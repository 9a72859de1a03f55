use std::convert::Infallible;
use std::fmt;

use asn1::{Element, Integer, OctetString};
use csrkit::decoder::{DecodableFrom, Decoder};
use csrkit::encoder::{EncodableTo, Encoder};
use serde::{Deserialize, Serialize};

use super::{Extension, ExtensionKind, parse_payload, payload_value};
use crate::error::{Error, Result};
use crate::reader::SequenceReader;

/*
RFC 5280 Section 4.2.1.9
BasicConstraints ::= SEQUENCE {
    cA                      BOOLEAN DEFAULT FALSE,
    pathLenConstraint       INTEGER (0..MAX) OPTIONAL
}
*/

/// `ca` is written only when true, as DER omits DEFAULT values.
#[derive(Debug, Clone, Default, PartialEq, Eq, Serialize, Deserialize)]
pub struct BasicConstraints {
    #[serde(default)]
    pub ca: bool,
    #[serde(default, skip_serializing_if = "Option::is_none")]
    pub path_len_constraint: Option<u32>,
}

impl fmt::Display for BasicConstraints {
    fn fmt(&self, f: &mut fmt::Formatter<'_>) -> fmt::Result {
        write!(f, "CA:{}", if self.ca { "TRUE" } else { "FALSE" })?;
        if let Some(path_len) = self.path_len_constraint {
            write!(f, ", pathlen:{}", path_len)?;
        }
        Ok(())
    }
}

impl Extension for BasicConstraints {
    const KIND: ExtensionKind = ExtensionKind::BasicConstraints;

    fn parse(value: &OctetString) -> Result<Self> {
        parse_payload(value)
    }

    fn to_value(&self) -> OctetString {
        payload_value(self)
    }
}

impl DecodableFrom<Element> for BasicConstraints {}

impl Decoder<Element, BasicConstraints> for Element {
    type Error = Error;

    fn decode(&self) -> Result<BasicConstraints> {
        let mut reader = SequenceReader::from_sequence("BasicConstraints", self)?;
        let ca = match reader.peek() {
            Some(Element::Boolean(ca)) => {
                reader.next("cA")?;
                *ca
            }
            _ => false,
        };
        let path_len_constraint = match reader.peek() {
            Some(Element::Integer(_)) => {
                let path_len = reader.next_integer()?;
                let value = path_len.to_u32().ok_or_else(|| Error::UnexpectedTagShape {
                    context: "BasicConstraints",
                    expected: "pathLenConstraint in 0..=u32::MAX",
                    found: path_len.to_string(),
                })?;
                Some(value)
            }
            _ => None,
        };
        reader.finish()?;
        Ok(BasicConstraints {
            ca,
            path_len_constraint,
        })
    }
}

impl EncodableTo<BasicConstraints> for Element {}

impl Encoder<BasicConstraints, Element> for BasicConstraints {
    type Error = Infallible;

    fn encode(&self) -> std::result::Result<Element, Self::Error> {
        let mut elements = Vec::new();
        if self.ca {
            elements.push(Element::Boolean(true));
        }
        if let Some(path_len) = self.path_len_constraint {
            elements.push(Element::Integer(Integer::from(path_len)));
        }
        Ok(Element::Sequence(elements))
    }
}

#[cfg(test)]
mod tests {
    use rstest::rstest;

    use super::*;
    use crate::error::ErrorKind;

    #[rstest(
        bc,
        der,
        case(BasicConstraints { ca: false, path_len_constraint: None }, vec![0x30, 0x00]),
        case(BasicConstraints { ca: true, path_len_constraint: None }, vec![0x30, 0x03, 0x01, 0x01, 0xff]),
        case(
            BasicConstraints { ca: true, path_len_constraint: Some(3) },
            vec![0x30, 0x06, 0x01, 0x01, 0xff, 0x02, 0x01, 0x03]
        ),
        case(
            BasicConstraints { ca: false, path_len_constraint: Some(200) },
            vec![0x30, 0x04, 0x02, 0x02, 0x00, 0xc8]
        )
    )]
    fn test_basic_constraints_der(bc: BasicConstraints, der: Vec<u8>) {
        assert_eq!(der, bc.to_value().as_bytes());
        assert_eq!(bc, BasicConstraints::parse(&OctetString::from(der)).unwrap());
    }

    #[test]
    fn test_explicit_false_is_accepted() {
        let value = OctetString::from(vec![0x30, 0x03, 0x01, 0x01, 0x00]);
        assert_eq!(BasicConstraints::default(), BasicConstraints::parse(&value).unwrap());
    }

    #[rstest(
        der,
        expected,
        // negative pathLenConstraint
        case(vec![0x30, 0x03, 0x02, 0x01, 0xff], ErrorKind::UnexpectedTagShape),
        // pathLen before cA
        case(vec![0x30, 0x06, 0x02, 0x01, 0x01, 0x01, 0x01, 0xff], ErrorKind::TruncatedOrTrailingInput),
        case(vec![0x04, 0x00], ErrorKind::UnexpectedTagShape)
    )]
    fn test_basic_constraints_errors(der: Vec<u8>, expected: ErrorKind) {
        let err = BasicConstraints::parse(&OctetString::from(der)).unwrap_err();
        assert_eq!(expected, err.kind());
    }

    #[test]
    fn test_display() {
        let bc = BasicConstraints {
            ca: true,
            path_len_constraint: Some(0),
        };
        assert_eq!("CA:TRUE, pathlen:0", bc.to_string());
    }
}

-------

Exercise goal: The listing above is to be copied exactly, in full.

Exercise solution:
repository 9a72859de1a03f55
use std::convert::Infallible;
use std::fmt;

use asn1::{Element, Integer, OctetString};
use csrkit::decoder::{DecodableFrom, Decoder};
use csrkit::encoder::{EncodableTo, Encoder};
use serde::{Deserialize, Serialize};

use super::{Extension, ExtensionKind, parse_payload, payload_value};
use crate::error::{Error, Result};
use crate::reader::SequenceReader;

/*
RFC 5280 Section 4.2.1.9
BasicConstraints ::= SEQUENCE {
    cA                      BOOLEAN DEFAULT FALSE,
    pathLenConstraint       INTEGER (0..MAX) OPTIONAL
}
*/

/// `ca` is written only when true, as DER omits DEFAULT values.
#[derive(Debug, Clone, Default, PartialEq, Eq, Serialize, Deserialize)]
pub struct BasicConstraints {
    #[serde(default)]
    pub ca: bool,
    #[serde(default, skip_serializing_if = "Option::is_none")]
    pub path_len_constraint: Option<u32>,
}

impl fmt::Display for BasicConstraints {
    fn fmt(&self, f: &mut fmt::Formatter<'_>) -> fmt::Result {
        write!(f, "CA:{}", if self.ca { "TRUE" } else { "FALSE" })?;
        if let Some(path_len) = self.path_len_constraint {
            write!(f, ", pathlen:{}", path_len)?;
        }
        Ok(())
    }
}

impl Extension for BasicConstraints {
    const KIND: ExtensionKind = ExtensionKind::BasicConstraints;

    fn parse(value: &OctetString) -> Result<Self> {
        parse_payload(value)
    }

    fn to_value(&self) -> OctetString {
        payload_value(self)
    }
}

impl DecodableFrom<Element> for BasicConstraints {}

impl Decoder<Element, BasicConstraints> for Element {
    type Error = Error;

    fn decode(&self) -> Result<BasicConstraints> {
        let mut reader = SequenceReader::from_sequence("BasicConstraints", self)?;
        let ca = match reader.peek() {
            Some(Element::Boolean(ca)) => {
                reader.next("cA")?;
                *ca
            }
            _ => false,
        };
        let path_len_constraint = match reader.peek() {
            Some(Element::Integer(_)) => {
                let path_len = reader.next_integer()?;
                let value = path_len.to_u32().ok_or_else(|| Error::UnexpectedTagShape {
                    context: "BasicConstraints",
                    expected: "pathLenConstraint in 0..=u32::MAX",
                    found: path_len.to_string(),
                })?;
                Some(value)
            }
            _ => None,
        };
        reader.finish()?;
        Ok(BasicConstraints {
            ca,
            path_len_constraint,
        })
    }
}

impl EncodableTo<BasicConstraints> for Element {}

impl Encoder<BasicConstraints, Element> for BasicConstraints {
    type Error = Infallible;

    fn encode(&self) -> std::result::Result<Element, Self::Error> {
        let mut elements = Vec::new();
        if self.ca {
            elements.push(Element::Boolean(true));
        }
        if let Some(path_len) = self.path_len_constraint {
            elements.push(Element::Integer(Integer::from(path_len)));
        }
        Ok(Element::Sequence(elements))
    }
}

#[cfg(test)]
mod tests {
    use rstest::rstest;

    use super::*;
    use crate::error::ErrorKind;

    #[rstest(
        bc,
        der,
        case(BasicConstraints { ca: false, path_len_constraint: None }, vec![0x30, 0x00]),
        case(BasicConstraints { ca: true, path_len_constraint: None }, vec![0x30, 0x03, 0x01, 0x01, 0xff]),
        case(
            BasicConstraints { ca: true, path_len_constraint: Some(3) },
            vec![0x30, 0x06, 0x01, 0x01, 0xff, 0x02, 0x01, 0x03]
        ),
        case(
            BasicConstraints { ca: false, path_len_constraint: Some(200) },
            vec![0x30, 0x04, 0x02, 0x02, 0x00, 0xc8]
        )
    )]
    fn test_basic_constraints_der(bc: BasicConstraints, der: Vec<u8>) {
        assert_eq!(der, bc.to_value().as_bytes());
        assert_eq!(bc, BasicConstraints::parse(&OctetString::from(der)).unwrap());
    }

    #[test]
    fn test_explicit_false_is_accepted() {
        let value = OctetString::from(vec![0x30, 0x03, 0x01, 0x01, 0x00]);
        assert_eq!(BasicConstraints::default(), BasicConstraints::parse(&value).unwrap());
    }

    #[rstest(
        der,
        expected,
        // negative pathLenConstraint
        case(vec![0x30, 0x03, 0x02, 0x01, 0xff], ErrorKind::UnexpectedTagShape),
        // pathLen before cA
        case(vec![0x30, 0x06, 0x02, 0x01, 0x01, 0x01, 0x01, 0xff], ErrorKind::TruncatedOrTrailingInput),
        case(vec![0x04, 0x00], ErrorKind::UnexpectedTagShape)
    )]
    fn test_basic_constraints_errors(der: Vec<u8>, expected: ErrorKind) {
        let err = BasicConstraints::parse(&OctetString::from(der)).unwrap_err();
        assert_eq!(expected, err.kind());
    }

    #[test]
    fn test_display() {
        let bc = BasicConstraints {
            ca: true,
            path_len_constraint: Some(0),
        };
        assert_eq!("CA:TRUE, pathlen:0", bc.to_string());
    }
}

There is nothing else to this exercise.